A couple of weeks ago, I got an email notification about a new
geocache in the area. It was out beyond the interstate in a forgotten "subdivision" called Sunshine Valley Ranch
ettes.* The name of the cache was "
Dry Well Cache", and sure enough.. there was a dry well there. The cache was pretty easy to find, but I was more interested in this cryptic note at the end of the cache description: "Be sure to check out the "Library" 1/3 mile to the East". Trust me.. there is nothing out there but dust and mesquite, so I had no idea what this was referring to. Being only a third mile away, I was about to find out. I assumed it was some joke, and was probably a pile of old "mens' magazines" someone had dumped out there.
I was totally unprepared for what I found:
A library!
These are the kind of things that make you go "WTF?"
Looking about, I found that someone... or probably several "someones" had put a lot of work into the landscaping and design of this... installation. Because that's what this is- an art installation. I found the clue in the bottom drawer of the file cabinet.
(Below the drawer with every issue of
Cabinet Magazine.. the top drawer contained the card catalog).
Not only is there the Library, but a horse shoe pit, (with horse shoes), a cemetary, and even a "Biodegradable Toilet"!
But who put it here? And when? Being the desert, things remain pretty much unchanged from season to season. I would have to wait till I got home to get the story.

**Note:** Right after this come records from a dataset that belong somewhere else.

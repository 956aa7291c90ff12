//! Datapath drop counters extracted from `coverage/show`.
//!
//! Only the fixed set of [`DropReason`]s is recognised. A reason that does
//! not appear in the output is absent from the [`DropCounterSet`], which is
//! not the same as a zero count.

use std::collections::BTreeMap;
use std::sync::LazyLock;

use regex::Regex;
use serde::Serialize;

/// Known drop reasons reported by ovs-vswitchd coverage counters.
#[derive(Debug, Clone, Copy, PartialEq, Eq, PartialOrd, Ord, Hash, Serialize)]
#[serde(rename_all = "snake_case")]
pub enum DropReason {
    DatapathDropUpcallError,
    DatapathDropLockError,
    DatapathDropRxInvalidPacket,
    DatapathDropMeter,
    DatapathDropUserspaceActionError,
    DatapathDropTunnelPushError,
    DatapathDropTunnelPopError,
    DatapathDropRecircError,
    DatapathDropInvalidPort,
    DatapathDropInvalidTnlPort,
    DatapathDropSampleError,
    DatapathDropNshDecapError,
    DropActionOfPipeline,
    DropActionBridgeNotFound,
    DropActionRecursionTooDeep,
    DropActionTooManyResubmit,
    DropActionStackTooDeep,
    DropActionNoRecirculation,
    DropActionRecirculationConflict,
    DropActionTooManyMplsLabels,
    DropActionInvalidTunnelMetadata,
    DropActionUnsupportedPacketType,
    DropActionCongestion,
    DropActionForwardingDisabled,
}

impl DropReason {
    pub const ALL: [DropReason; 24] = [
        Self::DatapathDropUpcallError,
        Self::DatapathDropLockError,
        Self::DatapathDropRxInvalidPacket,
        Self::DatapathDropMeter,
        Self::DatapathDropUserspaceActionError,
        Self::DatapathDropTunnelPushError,
        Self::DatapathDropTunnelPopError,
        Self::DatapathDropRecircError,
        Self::DatapathDropInvalidPort,
        Self::DatapathDropInvalidTnlPort,
        Self::DatapathDropSampleError,
        Self::DatapathDropNshDecapError,
        Self::DropActionOfPipeline,
        Self::DropActionBridgeNotFound,
        Self::DropActionRecursionTooDeep,
        Self::DropActionTooManyResubmit,
        Self::DropActionStackTooDeep,
        Self::DropActionNoRecirculation,
        Self::DropActionRecirculationConflict,
        Self::DropActionTooManyMplsLabels,
        Self::DropActionInvalidTunnelMetadata,
        Self::DropActionUnsupportedPacketType,
        Self::DropActionCongestion,
        Self::DropActionForwardingDisabled,
    ];

    /// Coverage counter name as printed by OVS.
    pub fn as_str(&self) -> &'static str {
        match self {
            Self::DatapathDropUpcallError => "datapath_drop_upcall_error",
            Self::DatapathDropLockError => "datapath_drop_lock_error",
            Self::DatapathDropRxInvalidPacket => "datapath_drop_rx_invalid_packet",
            Self::DatapathDropMeter => "datapath_drop_meter",
            Self::DatapathDropUserspaceActionError => "datapath_drop_userspace_action_error",
            Self::DatapathDropTunnelPushError => "datapath_drop_tunnel_push_error",
            Self::DatapathDropTunnelPopError => "datapath_drop_tunnel_pop_error",
            Self::DatapathDropRecircError => "datapath_drop_recirc_error",
            Self::DatapathDropInvalidPort => "datapath_drop_invalid_port",
            Self::DatapathDropInvalidTnlPort => "datapath_drop_invalid_tnl_port",
            Self::DatapathDropSampleError => "datapath_drop_sample_error",
            Self::DatapathDropNshDecapError => "datapath_drop_nsh_decap_error",
            Self::DropActionOfPipeline => "drop_action_of_pipeline",
            Self::DropActionBridgeNotFound => "drop_action_bridge_not_found",
            Self::DropActionRecursionTooDeep => "drop_action_recursion_too_deep",
            Self::DropActionTooManyResubmit => "drop_action_too_many_resubmit",
            Self::DropActionStackTooDeep => "drop_action_stack_too_deep",
            Self::DropActionNoRecirculation => "drop_action_no_recirculation",
            Self::DropActionRecirculationConflict => "drop_action_recirculation_conflict",
            Self::DropActionTooManyMplsLabels => "drop_action_too_many_mpls_labels",
            Self::DropActionInvalidTunnelMetadata => "drop_action_invalid_tunnel_metadata",
            Self::DropActionUnsupportedPacketType => "drop_action_unsupported_packet_type",
            Self::DropActionCongestion => "drop_action_congestion",
            Self::DropActionForwardingDisabled => "drop_action_forwarding_disabled",
        }
    }
}

impl std::fmt::Display for DropReason {
    fn fmt(&self, f: &mut std::fmt::Formatter<'_>) -> std::fmt::Result {
        f.write_str(self.as_str())
    }
}

/// Returned when a counter name is not one of the known drop reasons.
#[derive(Debug, Clone, PartialEq, Eq)]
pub struct UnknownDropReason(pub String);

impl std::fmt::Display for UnknownDropReason {
    fn fmt(&self, f: &mut std::fmt::Formatter<'_>) -> std::fmt::Result {
        write!(f, "unknown drop reason: {}", self.0)
    }
}

impl std::error::Error for UnknownDropReason {}

impl std::str::FromStr for DropReason {
    type Err = UnknownDropReason;

    fn from_str(s: &str) -> Result<Self, Self::Err> {
        Self::ALL
            .into_iter()
            .find(|r| r.as_str() == s)
            .ok_or_else(|| UnknownDropReason(s.to_string()))
    }
}

/// Drop reason to occurrence count. Unobserved reasons are absent.
pub type DropCounterSet = BTreeMap<DropReason, u64>;

static TOTAL_COLUMN: LazyLock<Regex> =
    LazyLock::new(|| Regex::new(r"\btotal:\s*(\d+)").expect("total column pattern is valid"));

/// Extract known drop counters from `coverage/show` style text.
///
/// A line counts only if its first token is a known reason. The value is
/// taken from the `total:` column when present, otherwise from the second
/// whitespace-separated token, which must be a whole number.
pub fn parse_drop_counters(text: &str) -> DropCounterSet {
    let mut counters = DropCounterSet::new();
    for line in text.lines() {
        let mut tokens = line.split_whitespace();
        let Some(reason) = tokens.next().and_then(|t| t.parse::<DropReason>().ok()) else {
            continue;
        };

        let value = match TOTAL_COLUMN.captures(line) {
            Some(caps) => caps[1].parse::<u64>().ok(),
            None => tokens.next().and_then(|t| t.parse::<u64>().ok()),
        };

        if let Some(v) = value {
            counters.insert(reason, v);
        }
    }
    counters
}

#[cfg(test)]
mod tests {
    use super::*;

    #[test]
    fn known_reason_with_plain_count() {
        let drops = parse_drop_counters("datapath_drop_meter 42\nother_counter 7\n");
        assert_eq!(drops.len(), 1);
        assert_eq!(drops[&DropReason::DatapathDropMeter], 42);
    }

    #[test]
    fn coverage_show_total_column() {
        let text = "\
Event coverage, avg rate over last: 5 seconds, last minute, last hour,  hash=1a2b3c4d:
datapath_drop_upcall_error   0.0/sec     0.017/sec        0.0003/sec   total: 61
drop_action_of_pipeline      1.2/sec     1.100/sec        1.0500/sec   total: 3780
netdev_sent                 12.0/sec    11.000/sec       10.0000/sec   total: 99999
81 events never hit
";
        let drops = parse_drop_counters(text);
        assert_eq!(drops.len(), 2);
        assert_eq!(drops[&DropReason::DatapathDropUpcallError], 61);
        assert_eq!(drops[&DropReason::DropActionOfPipeline], 3780);
    }

    #[test]
    fn absent_is_not_zero() {
        let drops = parse_drop_counters("drop_action_congestion 0\n");
        assert_eq!(drops.get(&DropReason::DropActionCongestion), Some(&0));
        assert_eq!(drops.get(&DropReason::DatapathDropMeter), None);
    }

    #[test]
    fn reason_must_lead_the_line() {
        let drops = parse_drop_counters("counter datapath_drop_meter 5\nxdatapath_drop_meter 9\n");
        assert!(drops.is_empty());
    }

    #[test]
    fn non_integer_value_skips_line() {
        let drops = parse_drop_counters("datapath_drop_meter 4.5/sec\ndatapath_drop_lock_error 99999999999999999999999\n");
        assert!(drops.is_empty());
    }

    #[test]
    fn names_round_trip_through_from_str() {
        for reason in DropReason::ALL {
            assert_eq!(reason.as_str().parse::<DropReason>(), Ok(reason));
        }
        assert!("datapath_drop_everything".parse::<DropReason>().is_err());
    }

    #[test]
    fn serializes_with_coverage_names() {
        let mut drops = DropCounterSet::new();
        drops.insert(DropReason::DatapathDropInvalidTnlPort, 3);
        let json = serde_json::to_string(&drops).unwrap();
        assert_eq!(json, r#"{"datapath_drop_invalid_tnl_port":3}"#);
    }
}
static MEMORY_ENTRY: LazyLock<Regex> = LazyLock::new(|| {
    Regex::new(r"([A-Za-z][A-Za-z0-9_ -]*?):(\d+(?:\.\d+)?)")
        .expect("memory entry pattern is valid")
});

fn apply_lookups(dp: &mut DatapathRecord, text: &str) {
    for caps in KEY_VALUE.captures_iter(text) {
        let n = caps[2].parse::<u64>().ok();
        match (&caps[1], n) {
            ("hit", Some(n)) => dp.lookups_hit = n,
            ("missed", Some(n)) => dp.lookups_missed = n,
            ("lost", Some(n)) => dp.lookups_lost = n,
            _ => {}
        }
    }
}

fn apply_masks(dp: &mut DatapathRecord, text: &str) {
    for caps in KEY_VALUE.captures_iter(text) {
        match &caps[1] {
            "hit" => dp.masks_hit = caps[2].parse().unwrap_or(dp.masks_hit),
            "total" => dp.masks_total = caps[2].parse().unwrap_or(dp.masks_total),
            "hit/pkt" => {
                dp.masks_hit_per_packet = caps[2].parse().unwrap_or(dp.masks_hit_per_packet)
            }
            _ => {}
        }
    }
}

/// Decode the datapath sections of `dpif/show`. Bridge and port lines are
/// ignored.
pub fn parse_dpif_show(text: &str) -> Vec<DatapathRecord> {
    let mut out: Vec<DatapathRecord> = Vec::new();
    for line in text.lines() {
        if let Some(caps) = DATAPATH_HEADER.captures(line) {
            let mut dp = DatapathRecord {
                name: caps[1].to_string(),
                ..Default::default()
            };
            apply_lookups(&mut dp, &caps[2]);
            out.push(dp);
            continue;
        }
        let Some(dp) = out.last_mut() else {
            continue;
        };
        let trimmed = line.trim_start();
        if let Some(rest) = trimmed.strip_prefix("lookups:") {
            apply_lookups(dp, rest);
        } else if let Some(rest) = trimmed.strip_prefix("masks:") {
            apply_masks(dp, rest);
        } else if let Some(caps) = FLOWS.captures(line) {
            dp.flows = caps[1].parse().unwrap_or(dp.flows);
        }
    }
    out
}

pub fn parse_coverage_show(component: &str, text: &str) -> Vec<CoverageRecord> {
    text.lines()
        .filter_map(|line| {
            let caps = COVERAGE_LINE.captures(line.trim())?;
            Some(CoverageRecord {
                component: component.to_string(),
                event: caps[1].to_string(),
                avg_5s: caps[2].parse().ok()?,
                avg_1m: caps[3].parse().ok()?,
                avg_1h: caps[4].parse().ok()?,
                total: caps[5].parse().ok()?,
            })
        })
        .collect()
}
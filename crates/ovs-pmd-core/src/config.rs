//! Exporter configuration.
//!
//! Every key has a default, so an empty (or missing) TOML file yields a
//! working setup for a stock Open vSwitch install. CLI flags override the
//! loaded values in the binary.

use std::path::{Path, PathBuf};
use std::time::Duration;

use serde::{Deserialize, Serialize};

use crate::error::CollectError;

pub const DEFAULT_PORT: u16 = 9475;

#[derive(Debug, Clone, PartialEq, Serialize, Deserialize)]
#[serde(default, deny_unknown_fields)]
pub struct ExporterConfig {
    /// Minimum seconds between two snapshot rebuilds.
    pub poll_interval_secs: u64,
    /// Deadline for each `ovs-appctl` / `ovs-vsctl` call.
    pub command_timeout_ms: u64,
    pub appctl_path: String,
    pub vsctl_path: String,
    /// Directory holding the `<component>.pid` files.
    pub run_dir: PathBuf,
    /// Fallback source for the system id when the database has none.
    pub system_id_file: PathBuf,
    /// Metric name prefix.
    pub namespace: String,
    pub host: String,
    pub port: u16,
    /// Daemons whose process, coverage and memory data are collected.
    pub components: Vec<String>,
}

impl Default for ExporterConfig {
    fn default() -> Self {
        Self {
            poll_interval_secs: 15,
            command_timeout_ms: 2000,
            appctl_path: "ovs-appctl".to_string(),
            vsctl_path: "ovs-vsctl".to_string(),
            run_dir: PathBuf::from("/var/run/openvswitch"),
            system_id_file: PathBuf::from("/etc/openvswitch/system-id.conf"),
            namespace: "ovs".to_string(),
            host: "0.0.0.0".to_string(),
            port: DEFAULT_PORT,
            components: vec!["ovsdb-server".to_string(), "ovs-vswitchd".to_string()],
        }
    }
}

impl ExporterConfig {
    /// Load and validate a TOML config file.
    pub fn load(path: &Path) -> Result<Self, CollectError> {
        let content = std::fs::read_to_string(path).map_err(|e| {
            CollectError::Config(format!("failed to read {}: {e}", path.display()))
        })?;
        Self::from_toml(&content)
    }

    pub fn from_toml(content: &str) -> Result<Self, CollectError> {
        let config: Self = toml::from_str(content)
            .map_err(|e| CollectError::Config(format!("failed to parse config: {e}")))?;
        config.validate()?;
        Ok(config)
    }

    pub fn validate(&self) -> Result<(), CollectError> {
        if self.poll_interval_secs == 0 {
            return Err(CollectError::Config(
                "poll_interval_secs must be greater than zero".into(),
            ));
        }
        if self.command_timeout_ms == 0 {
            return Err(CollectError::Config(
                "command_timeout_ms must be greater than zero".into(),
            ));
        }
        let mut chars = self.namespace.chars();
        let valid_start = chars
            .next()
            .is_some_and(|c| c.is_ascii_alphabetic() || c == '_');
        if !valid_start || !chars.all(|c| c.is_ascii_alphanumeric() || c == '_') {
            return Err(CollectError::Config(format!(
                "namespace {:?} is not a valid metric prefix",
                self.namespace
            )));
        }
        Ok(())
    }

    pub fn poll_interval(&self) -> Duration {
        Duration::from_secs(self.poll_interval_secs)
    }

    pub fn command_timeout(&self) -> Duration {
        Duration::from_millis(self.command_timeout_ms)
    }
}

#[cfg(test)]
mod tests {
    use std::io::Write;

    use super::*;

    #[test]
    fn defaults_match_stock_install() {
        let config = ExporterConfig::default();
        assert_eq!(config.port, 9475);
        assert_eq!(config.poll_interval(), Duration::from_secs(15));
        assert_eq!(config.command_timeout(), Duration::from_millis(2000));
        assert_eq!(config.components, vec!["ovsdb-server", "ovs-vswitchd"]);
        assert!(config.validate().is_ok());
    }

    #[test]
    fn empty_toml_is_default() {
        assert_eq!(ExporterConfig::from_toml("").unwrap(), ExporterConfig::default());
    }

    #[test]
    fn load_partial_file() {
        let mut file = tempfile::NamedTempFile::new().unwrap();
        writeln!(file, "poll_interval_secs = 30\nport = 9999\ncomponents = [\"ovs-vswitchd\"]").unwrap();
        let config = ExporterConfig::load(file.path()).unwrap();
        assert_eq!(config.poll_interval_secs, 30);
        assert_eq!(config.port, 9999);
        assert_eq!(config.components, vec!["ovs-vswitchd"]);
        assert_eq!(config.appctl_path, "ovs-appctl");
    }

    #[test]
    fn zero_poll_interval_rejected() {
        let err = ExporterConfig::from_toml("poll_interval_secs = 0").unwrap_err();
        assert!(matches!(err, CollectError::Config(_)));
        assert!(err.to_string().contains("poll_interval_secs"));
    }

    #[test]
    fn unknown_keys_and_bad_namespace_rejected() {
        assert!(ExporterConfig::from_toml("pol_interval = 5").is_err());
        assert!(ExporterConfig::from_toml("namespace = \"ovs-exporter\"").is_err());
    }

    #[test]
    fn namespace_must_start_like_a_metric_name() {
        assert!(ExporterConfig::from_toml("namespace = \"9ovs\"").is_err());
        assert!(ExporterConfig::from_toml("namespace = \"\"").is_err());
        assert!(ExporterConfig::from_toml("namespace = \"_ovs2\"").is_ok());
    }

    #[test]
    fn missing_file_is_config_error() {
        let err = ExporterConfig::load(Path::new("/nonexistent/ovs-pmd.toml")).unwrap_err();
        assert!(matches!(err, CollectError::Config(_)));
    }
}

Which is what I did. Googling "rebargroup.org", I came face to face (after navigating a few pages), with
the very installation I had just been exploring! You'll have to admit, that's quite a story!
So, who is REBAR Group?
"REBAR is an interdisciplinary studio operating at the intersection of art, design and activism."
Be sure to check out their
website to see some of the many installations they've done all over the country. Very clever. Very entertaining. The story of the building of the
Cabinetlandia National Library (with pictures!) can be found
here. I wonder how many people, other than me, and a handful of geocachers, have seen this place? Somehow, I think that's not important to the artists.
*This part of New Mexico was peopled by schemers and dreamers who, decades ago, laid out dozens of subdivisions in anticipation of the housing boom that never happened. If you look at a detailed Google map of Luna County, NM, you'll see the roads, hundreds, maybe thousands, of them. In reality, they don't exist, which is why, if you're going to visit us: don't trust your GPS for directions!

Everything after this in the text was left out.